Stored data entries:
━━━━

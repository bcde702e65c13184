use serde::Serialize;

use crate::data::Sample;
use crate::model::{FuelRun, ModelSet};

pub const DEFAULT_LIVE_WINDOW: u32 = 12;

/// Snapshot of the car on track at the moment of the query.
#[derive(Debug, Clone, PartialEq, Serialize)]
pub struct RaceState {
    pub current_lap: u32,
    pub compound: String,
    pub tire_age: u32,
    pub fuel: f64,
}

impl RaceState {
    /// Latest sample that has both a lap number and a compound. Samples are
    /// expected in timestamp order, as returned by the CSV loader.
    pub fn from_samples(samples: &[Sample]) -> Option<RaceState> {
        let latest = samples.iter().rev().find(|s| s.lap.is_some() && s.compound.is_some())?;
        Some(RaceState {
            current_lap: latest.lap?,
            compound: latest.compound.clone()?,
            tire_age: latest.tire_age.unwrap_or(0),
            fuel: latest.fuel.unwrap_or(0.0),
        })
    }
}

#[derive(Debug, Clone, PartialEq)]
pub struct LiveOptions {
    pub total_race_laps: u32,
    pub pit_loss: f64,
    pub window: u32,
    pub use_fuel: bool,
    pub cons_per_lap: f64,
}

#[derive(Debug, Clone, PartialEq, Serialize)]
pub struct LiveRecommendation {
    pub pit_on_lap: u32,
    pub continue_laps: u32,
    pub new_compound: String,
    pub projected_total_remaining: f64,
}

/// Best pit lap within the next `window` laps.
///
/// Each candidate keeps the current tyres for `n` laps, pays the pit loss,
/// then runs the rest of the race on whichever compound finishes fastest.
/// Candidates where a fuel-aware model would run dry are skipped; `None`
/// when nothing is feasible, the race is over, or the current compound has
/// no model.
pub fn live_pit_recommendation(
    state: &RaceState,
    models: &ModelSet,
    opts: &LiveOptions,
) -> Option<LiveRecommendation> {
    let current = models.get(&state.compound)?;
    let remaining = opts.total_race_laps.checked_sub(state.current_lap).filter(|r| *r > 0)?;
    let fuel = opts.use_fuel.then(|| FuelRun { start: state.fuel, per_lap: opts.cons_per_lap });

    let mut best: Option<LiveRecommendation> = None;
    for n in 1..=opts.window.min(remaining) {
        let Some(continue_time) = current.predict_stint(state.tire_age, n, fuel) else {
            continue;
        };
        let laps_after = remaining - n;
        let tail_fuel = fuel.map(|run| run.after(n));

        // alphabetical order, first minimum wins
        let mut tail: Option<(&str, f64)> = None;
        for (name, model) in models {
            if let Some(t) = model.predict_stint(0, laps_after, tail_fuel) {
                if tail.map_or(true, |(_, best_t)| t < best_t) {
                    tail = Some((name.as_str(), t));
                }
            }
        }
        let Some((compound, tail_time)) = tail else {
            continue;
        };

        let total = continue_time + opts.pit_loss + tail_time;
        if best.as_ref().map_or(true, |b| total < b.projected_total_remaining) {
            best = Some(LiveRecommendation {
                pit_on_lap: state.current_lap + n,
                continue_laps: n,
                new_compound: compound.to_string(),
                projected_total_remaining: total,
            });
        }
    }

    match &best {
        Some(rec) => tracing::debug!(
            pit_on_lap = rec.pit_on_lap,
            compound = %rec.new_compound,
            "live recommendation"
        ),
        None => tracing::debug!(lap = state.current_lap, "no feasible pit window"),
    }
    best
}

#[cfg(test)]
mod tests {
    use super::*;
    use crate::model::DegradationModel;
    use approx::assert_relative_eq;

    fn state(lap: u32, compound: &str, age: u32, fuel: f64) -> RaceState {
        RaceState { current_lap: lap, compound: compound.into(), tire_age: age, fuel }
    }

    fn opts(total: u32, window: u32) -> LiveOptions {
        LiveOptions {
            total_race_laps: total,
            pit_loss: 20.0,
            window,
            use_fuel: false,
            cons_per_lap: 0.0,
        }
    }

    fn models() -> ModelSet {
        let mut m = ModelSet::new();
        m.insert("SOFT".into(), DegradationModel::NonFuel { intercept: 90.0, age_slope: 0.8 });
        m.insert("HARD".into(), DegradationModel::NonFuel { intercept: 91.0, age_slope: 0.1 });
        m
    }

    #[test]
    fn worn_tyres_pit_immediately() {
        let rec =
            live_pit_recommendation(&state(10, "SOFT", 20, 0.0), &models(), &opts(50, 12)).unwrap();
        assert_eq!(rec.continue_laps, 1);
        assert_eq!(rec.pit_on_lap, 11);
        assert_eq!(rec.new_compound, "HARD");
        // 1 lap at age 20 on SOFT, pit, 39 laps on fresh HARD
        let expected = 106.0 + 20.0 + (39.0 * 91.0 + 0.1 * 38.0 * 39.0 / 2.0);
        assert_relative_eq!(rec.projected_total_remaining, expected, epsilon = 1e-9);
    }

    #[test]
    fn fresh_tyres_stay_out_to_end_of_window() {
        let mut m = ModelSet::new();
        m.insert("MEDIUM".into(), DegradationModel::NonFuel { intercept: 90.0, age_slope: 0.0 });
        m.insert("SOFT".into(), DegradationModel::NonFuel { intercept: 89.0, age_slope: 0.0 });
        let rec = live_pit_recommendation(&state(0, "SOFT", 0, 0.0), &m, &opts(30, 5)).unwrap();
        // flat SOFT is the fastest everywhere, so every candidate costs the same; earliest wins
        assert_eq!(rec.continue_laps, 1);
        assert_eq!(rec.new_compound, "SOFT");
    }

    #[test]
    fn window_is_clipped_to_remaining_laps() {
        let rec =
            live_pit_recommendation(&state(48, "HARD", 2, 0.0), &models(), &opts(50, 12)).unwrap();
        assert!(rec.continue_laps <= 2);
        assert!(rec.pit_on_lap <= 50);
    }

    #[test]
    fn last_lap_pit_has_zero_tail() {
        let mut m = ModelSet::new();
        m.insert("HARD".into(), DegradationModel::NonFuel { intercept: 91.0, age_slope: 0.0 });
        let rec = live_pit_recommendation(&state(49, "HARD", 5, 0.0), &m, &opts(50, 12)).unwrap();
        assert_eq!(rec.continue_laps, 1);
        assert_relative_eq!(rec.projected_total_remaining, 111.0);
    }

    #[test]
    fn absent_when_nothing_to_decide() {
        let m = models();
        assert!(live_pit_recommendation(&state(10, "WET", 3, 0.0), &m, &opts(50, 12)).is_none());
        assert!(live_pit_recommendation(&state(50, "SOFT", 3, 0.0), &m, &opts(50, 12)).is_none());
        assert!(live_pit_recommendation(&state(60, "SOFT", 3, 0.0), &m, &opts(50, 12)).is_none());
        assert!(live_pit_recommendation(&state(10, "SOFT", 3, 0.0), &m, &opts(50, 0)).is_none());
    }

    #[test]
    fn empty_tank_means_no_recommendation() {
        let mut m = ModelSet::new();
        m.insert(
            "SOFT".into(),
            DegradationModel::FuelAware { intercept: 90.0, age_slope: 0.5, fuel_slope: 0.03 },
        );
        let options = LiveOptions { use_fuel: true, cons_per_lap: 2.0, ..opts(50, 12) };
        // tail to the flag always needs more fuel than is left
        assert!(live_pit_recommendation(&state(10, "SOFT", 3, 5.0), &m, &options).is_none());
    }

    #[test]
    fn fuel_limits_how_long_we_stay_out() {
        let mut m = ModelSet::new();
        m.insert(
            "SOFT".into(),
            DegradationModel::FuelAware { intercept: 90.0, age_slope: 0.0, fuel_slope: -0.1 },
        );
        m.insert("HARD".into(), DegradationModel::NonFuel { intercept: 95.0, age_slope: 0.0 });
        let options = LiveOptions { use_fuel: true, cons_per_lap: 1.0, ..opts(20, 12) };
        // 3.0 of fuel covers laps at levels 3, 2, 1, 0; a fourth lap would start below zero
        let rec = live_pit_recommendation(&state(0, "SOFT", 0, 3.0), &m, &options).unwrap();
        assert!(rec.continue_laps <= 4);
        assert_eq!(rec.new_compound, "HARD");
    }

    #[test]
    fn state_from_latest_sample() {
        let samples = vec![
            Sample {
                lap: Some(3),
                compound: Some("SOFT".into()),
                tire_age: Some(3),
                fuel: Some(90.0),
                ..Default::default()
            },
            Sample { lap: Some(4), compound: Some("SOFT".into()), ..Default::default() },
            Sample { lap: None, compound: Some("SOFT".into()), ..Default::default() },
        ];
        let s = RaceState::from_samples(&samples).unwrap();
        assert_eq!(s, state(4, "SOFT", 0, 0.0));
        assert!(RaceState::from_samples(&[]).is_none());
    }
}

━━━━

Exercise:
The lines above that hold the word "fastest" should be found and copied out.

Output of the task:
/// then runs the rest of the race on whichever compound finishes fastest.
        // flat SOFT is the fastest everywhere, so every candidate costs the same; earliest wins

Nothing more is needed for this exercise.